Customers, design, regions: new perspectives
“Disability does not equate to inactivity!”
This session highlighted the importance of linking all aspects in the tourism chain (airports, local transports, hotels, venues).
A destination is like an archipelago of many islands where cultural and leisure activities as well as services (accommodation, restaurants, etc.) are not necessarily found in the more equipped areas, so connections have to be made.
The key is to consider a destination as a whole, because links in the tourism chain are not that often equally distributed.
We must not forget the family and the accompanying persons. We have to develop destinations for all and everyone.
It is also important to be adapted to the specificities of each place and each individual. There are no standard solutions, and technological innovations are welcome. The greatest satisfaction is to make it possible, and that the customer experience must remain at the centre of the approach.
The use of various supports and accessibility tools can help visually impaired people to experience a destination.
As much as 30% of Europeans have difficulty reading or understanding, so accessibility tools and aids plays a huge part in the experience of the tourist with specific needs: audio description, digital guides, sign language, subtitling, and other devices or aids allow the inclusion of people with special needs who need to feel as comfortable abroad as they do at home. But it will also improve the experience of anyone else wishing to take advantage of the place.
Finding solutions that meet all needs is not easy. It is about changing habits and perspective from design to the manufacture of products that are adaptable to the user’s requirements.Stockholm has tested multi-sensory ticket dispensers on boarding platforms (rather than in the vehicles themselves).
Ambitions can be realised and concrete projects are in the pipeline.

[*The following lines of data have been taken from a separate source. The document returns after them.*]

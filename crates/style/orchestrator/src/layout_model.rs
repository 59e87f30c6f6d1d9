//! Layout-solver node fed by the style engine.
//!
//! The solver owns these nodes; the style engine only pushes values into them through
//! [`crate::layout::sync_layout`].

#[derive(Clone, Copy, Debug, Default, PartialEq)]
pub enum LayoutValue {
    /// Let the solver decide (unset min/max constraints).
    #[default]
    Undefined,
    Auto,
    Point(f32),
    Percent(f32),
}

#[derive(Clone, Copy, Debug, Default, PartialEq)]
pub struct LayoutEdges {
    pub top: LayoutValue,
    pub right: LayoutValue,
    pub bottom: LayoutValue,
    pub left: LayoutValue,
}

/// Border widths in pixels.
#[derive(Clone, Copy, Debug, Default, PartialEq)]
pub struct BorderWidths {
    pub top: f32,
    pub right: f32,
    pub bottom: f32,
    pub left: f32,
}

#[derive(Clone, Copy, Debug, Default, PartialEq, Eq)]
pub enum LayoutAlign {
    #[default]
    Auto,
    FlexStart,
    Center,
    FlexEnd,
    Stretch,
}

#[derive(Clone, Copy, Debug, Default, PartialEq, Eq)]
pub enum LayoutJustify {
    #[default]
    FlexStart,
    Center,
    FlexEnd,
    SpaceBetween,
    SpaceAround,
    SpaceEvenly,
}

#[derive(Clone, Copy, Debug, Default, PartialEq, Eq)]
pub enum LayoutDirection {
    #[default]
    Column,
    ColumnReverse,
    Row,
    RowReverse,
}

#[derive(Clone, Copy, Debug, Default, PartialEq, Eq)]
pub enum LayoutWrap {
    #[default]
    NoWrap,
    Wrap,
    WrapReverse,
}

#[derive(Clone, Copy, Debug, Default, PartialEq, Eq)]
pub enum LayoutDisplay {
    #[default]
    Flex,
    None,
}

#[derive(Clone, Copy, Debug, Default, PartialEq, Eq)]
pub enum LayoutOverflow {
    #[default]
    Visible,
    Hidden,
}

#[derive(Clone, Copy, Debug, Default, PartialEq, Eq)]
pub enum PositionType {
    #[default]
    Relative,
    Absolute,
}

/// Layout inputs of one element.
#[derive(Clone, Debug, Default, PartialEq)]
pub struct LayoutNode {
    pub flex_grow: f32,
    pub flex_shrink: f32,
    pub flex_basis: LayoutValue,
    pub margin: LayoutEdges,
    pub padding: LayoutEdges,
    pub border: BorderWidths,
    /// Position offsets (`top` / `right` / `bottom` / `left`).
    pub position: LayoutEdges,
    pub width: LayoutValue,
    pub height: LayoutValue,
    pub min_width: LayoutValue,
    pub min_height: LayoutValue,
    pub max_width: LayoutValue,
    pub max_height: LayoutValue,
    pub flex_direction: LayoutDirection,
    pub flex_wrap: LayoutWrap,
    pub align_items: LayoutAlign,
    pub align_self: LayoutAlign,
    pub align_content: LayoutAlign,
    pub justify_content: LayoutJustify,
    pub display: LayoutDisplay,
    pub overflow: LayoutOverflow,
    pub position_type: PositionType,
}
//! RGBA colors.

use crate::ParseError;

/// An 8-bit-per-channel RGBA color.
#[derive(Clone, Copy, Debug, Default, PartialEq, Eq, Hash)]
pub struct Rgba {
    pub red: u8,
    pub green: u8,
    pub blue: u8,
    pub alpha: u8,
}

impl Rgba {
    pub const BLACK: Self = Self::new(0, 0, 0, 255);
    pub const WHITE: Self = Self::new(255, 255, 255, 255);
    pub const TRANSPARENT: Self = Self::new(0, 0, 0, 0);

    pub const fn new(red: u8, green: u8, blue: u8, alpha: u8) -> Self {
        Self {
            red,
            green,
            blue,
            alpha,
        }
    }

    /// Parse any color syntax understood by `csscolorparser` (names, hex, `rgb()`, `hsl()`, ...).
    ///
    /// # Errors
    /// Returns `ParseError::InvalidValue` when the text is not a color.
    pub fn parse(text: &str) -> Result<Self, ParseError> {
        let parsed = csscolorparser::parse(text.trim()).map_err(|_| ParseError::InvalidValue)?;
        let [red, green, blue, alpha] = parsed.to_rgba8();
        Ok(Self::new(red, green, blue, alpha))
    }
}

#[cfg(test)]
mod tests {
    use super::*;

    #[test]
    fn parses_hex_names_and_functions() {
        assert_eq!(Rgba::parse("#ff0000"), Ok(Rgba::new(255, 0, 0, 255)));
        assert_eq!(Rgba::parse("white"), Ok(Rgba::WHITE));
        assert_eq!(Rgba::parse("rgb(10, 20, 30)"), Ok(Rgba::new(10, 20, 30, 255)));
        assert_eq!(Rgba::parse("not-a-color"), Err(ParseError::InvalidValue));
    }
}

Czechoslovakia has committed to make every one of its underground stations in Prague accessible to all users by 2025. In Cagliari (Italy), an application in real time provides increased accessibility levels at stops, and access to specific assistance.
Within five years, Paris public transport will put in place concrete measures for communication and welcoming (this includes adapted signage, training of staff, and close collaboration with the associative community).
Availability of accessible taxis
As far as individual transport is concerned (taxis), there should be strong standards: accessibility rules and regulations should be implemented.
This sector must also evolve with adapted vehicles, better offers, reduced waiting times, and easier booking facilities, etc.
Finally, public authorities should put incentives in place to encourage taxi companies to make their vehicles and their services accessible.
Information and planning
All accessibility issues must be worked out with Destination Management Organizations (DMOs).The association and the good collaboration between organizations for the disabled, experts in accessibility (for certification) and the DMOs is essential.
The accessibility offer of a destination must be marketed, and the way in which the information is disseminated must not be ignored: communication at every level – online and available to all.
Territory labelling programmes
It is imperative to develop a reliable and verified information system that is detailed according to specific needs.
From the discussions, a global, rather than local approach, is preferable. A few examples: An international system for beaches and boats has been submitted, Germany and Denmark are developing systems at national level (which will be much easier to understand and touse), …
By improving the accessibility of our destinations and promoting them with brands and certifications, we will gain in attractiveness and competitiveness. Studies show that, on average, people with disabilities spend more than other tourists.
Government support and political goodwill are key elements to achieve comprehensive accessibility.
In practice, public authorities have different options: formal legislation or texts, granting subsidies, incentives, … There are encouraging examples in Portugal and in Lebanon.